> **Problem details**
Extract each line of the records below that contains the word "HttpServer".

(Extracted entries Opens)

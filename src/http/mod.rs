//! HTTP protocol handling subsystem.
//!
//! # Data Flow
//! ```text
//! TCP connection
//!     → server.rs (Axum setup, middleware)
//!     → request.rs (request ID generated, recorded on the request span)
//!     → dispatch::Dispatcher (preflight, classify, delegate, stamp policy)
//!     → response.rs (hop-by-hop filtering for proxied responses)
//!     → Send to client
//! ```

pub mod request;
pub mod response;
pub mod server;

pub use request::{RequestIdExt, UuidRequestId, X_REQUEST_ID};
pub use server::{AppState, HttpServer};
//! Shared utilities for integration testing.

use std::net::SocketAddr;
use std::time::Duration;

use tokio::io::{AsyncReadExt, AsyncWriteExt};
use tokio::net::{TcpListener, TcpStream};
use tokio::sync::mpsc;

use edge_dispatch::config::DispatchConfig;
use edge_dispatch::http::HttpServer;
use edge_dispatch::lifecycle::Shutdown;

/// A request as seen by a mock upstream.
#[derive(Debug, Clone)]
#[allow(dead_code)]
pub struct CapturedRequest {
    pub head: String,
    pub body: Vec<u8>,
}

#[allow(dead_code)]
impl CapturedRequest {
    pub fn request_line(&self) -> &str {
        self.head.lines().next().unwrap_or_default()
    }

    pub fn header(&self, name: &str) -> Option<&str> {
        self.head.lines().skip(1).find_map(|line| {
            let (key, value) = line.split_once(':')?;
            key.trim().eq_ignore_ascii_case(name).then(|| value.trim())
        })
    }
}

/// Start the dispatcher on an ephemeral local port.
pub async fn start_dispatcher() -> (SocketAddr, Shutdown) {
    let mut config = DispatchConfig::default();
    config.listener.bind_address = "127.0.0.1:0".to_string();
    config.observability.metrics_enabled = false;
    config.collaborators.modified_title = "Rewritten by test".to_string();

    let server = HttpServer::new(config).unwrap();
    let listener = TcpListener::bind("127.0.0.1:0").await.unwrap();
    let addr = listener.local_addr().unwrap();

    let shutdown = Shutdown::new();
    let server_shutdown = shutdown.subscribe();
    tokio::spawn(async move {
        let _ = server.run(listener, server_shutdown).await;
    });

    (addr, shutdown)
}

/// Start a mock upstream that answers every request with a fixed response
/// and reports what it received.
pub async fn start_mock_upstream(
    content_type: &'static str,
    body: &'static str,
) -> (SocketAddr, mpsc::UnboundedReceiver<CapturedRequest>) {
    let listener = TcpListener::bind("127.0.0.1:0").await.unwrap();
    let addr = listener.local_addr().unwrap();
    let (tx, rx) = mpsc::unbounded_channel();

    tokio::spawn(async move {
        loop {
            match listener.accept().await {
                Ok((mut socket, _)) => {
                    let tx = tx.clone();
                    tokio::spawn(async move {
                        if let Some(captured) = read_request(&mut socket).await {
                            let _ = tx.send(captured);
                        }
                        let response = format!(
                            "HTTP/1.1 200 OK\r\n\
                             Content-Type: {}\r\n\
                             Content-Length: {}\r\n\
                             X-Upstream: mock\r\n\
                             Access-Control-Allow-Origin: https://upstream.example\r\n\
                             Connection: close\r\n\r\n{}",
                            content_type,
                            body.len(),
                            body
                        );
                        let _ = socket.write_all(response.as_bytes()).await;
                        let _ = socket.shutdown().await;
                        tokio::time::sleep(Duration::from_millis(10)).await;
                    });
                }
                Err(_) => break,
            }
        }
    });

    (addr, rx)
}

/// An address nothing is listening on.
#[allow(dead_code)]
pub async fn closed_port() -> SocketAddr {
    let listener = TcpListener::bind("127.0.0.1:0").await.unwrap();
    listener.local_addr().unwrap()
}

async fn read_request(socket: &mut TcpStream) -> Option<CapturedRequest> {
    let mut buf = Vec::new();
    let mut chunk = [0u8; 1024];

    let head_end = loop {
        if let Some(pos) = buf.windows(4).position(|w| w == b"\r\n\r\n") {
            break pos + 4;
        }
        let n = socket.read(&mut chunk).await.ok()?;
        if n == 0 {
            return None;
        }
        buf.extend_from_slice(&chunk[..n]);
    };

    let head = String::from_utf8_lossy(&buf[..head_end]).into_owned();
    let mut captured = CapturedRequest { head, body: buf[head_end..].to_vec() };
    let expected = captured
        .header("content-length")
        .and_then(|v| v.parse::<usize>().ok())
        .unwrap_or(0);

    while captured.body.len() < expected {
        let n = socket.read(&mut chunk).await.ok()?;
        if n == 0 {
            break;
        }
        captured.body.extend_from_slice(&chunk[..n]);
    }

    Some(captured)
}

/// HTTP client that neither follows redirects nor uses system proxies.
pub fn client() -> reqwest::Client {
    reqwest::Client::builder()
        .redirect(reqwest::redirect::Policy::none())
        .pool_max_idle_per_host(0)
        .no_proxy()
        .build()
        .unwrap()
}
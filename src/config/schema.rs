//! Configuration schema definitions.
//!
//! All types derive Serde traits for deserialization from config files.

use serde::{Deserialize, Serialize};

/// Root configuration for the dispatcher.
#[derive(Debug, Clone, Deserialize, Serialize, Default, PartialEq)]
#[serde(default)]
pub struct DispatchConfig {
    /// Listener configuration (bind address).
    pub listener: ListenerConfig,

    /// Timeout configuration for the hosting layer.
    pub timeouts: TimeoutConfig,

    /// Settings owned by the downstream collaborators.
    pub collaborators: CollaboratorConfig,

    /// Observability settings.
    pub observability: ObservabilityConfig,
}

/// Listener configuration.
#[derive(Debug, Clone, Deserialize, Serialize, PartialEq)]
#[serde(default)]
pub struct ListenerConfig {
    /// Bind address (e.g., "0.0.0.0:8080").
    pub bind_address: String,
}

impl Default for ListenerConfig {
    fn default() -> Self {
        Self {
            bind_address: "0.0.0.0:8080".to_string(),
        }
    }
}

/// Timeout configuration.
#[derive(Debug, Clone, Deserialize, Serialize, PartialEq)]
#[serde(default)]
pub struct TimeoutConfig {
    /// Request timeout (total time for request/response) in seconds.
    pub request_secs: u64,
}

impl Default for TimeoutConfig {
    fn default() -> Self {
        Self { request_secs: 30 }
    }
}

/// Collaborator configuration.
#[derive(Debug, Clone, Deserialize, Serialize, PartialEq)]
#[serde(default)]
pub struct CollaboratorConfig {
    /// Upstream fetch timeout for the proxy, in seconds.
    pub proxy_timeout_secs: u64,

    /// Title written into HTML pages fetched with `modify`.
    pub modified_title: String,

    /// Largest inbound body the proxy will buffer and forward.
    pub max_forward_body_bytes: usize,
}

impl Default for CollaboratorConfig {
    fn default() -> Self {
        Self {
            proxy_timeout_secs: 30,
            modified_title: "Hello from the edge dispatcher!".to_string(),
            max_forward_body_bytes: 2 * 1024 * 1024, // 2MB
        }
    }
}

/// Observability configuration.
#[derive(Debug, Clone, Deserialize, Serialize, PartialEq)]
#[serde(default)]
pub struct ObservabilityConfig {
    /// Log level (trace, debug, info, warn, error).
    pub log_level: String,

    /// Enable metrics endpoint.
    pub metrics_enabled: bool,

    /// Metrics endpoint bind address.
    pub metrics_address: String,
}

impl Default for ObservabilityConfig {
    fn default() -> Self {
        Self {
            log_level: "info".to_string(),
            metrics_enabled: true,
            metrics_address: "0.0.0.0:9090".to_string(),
        }
    }
}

(Extracted entries Closes)

> **Exercise solution**
pub use server::{AppState, HttpServer};
use edge_dispatch::http::HttpServer;
    let server = HttpServer::new(config).unwrap();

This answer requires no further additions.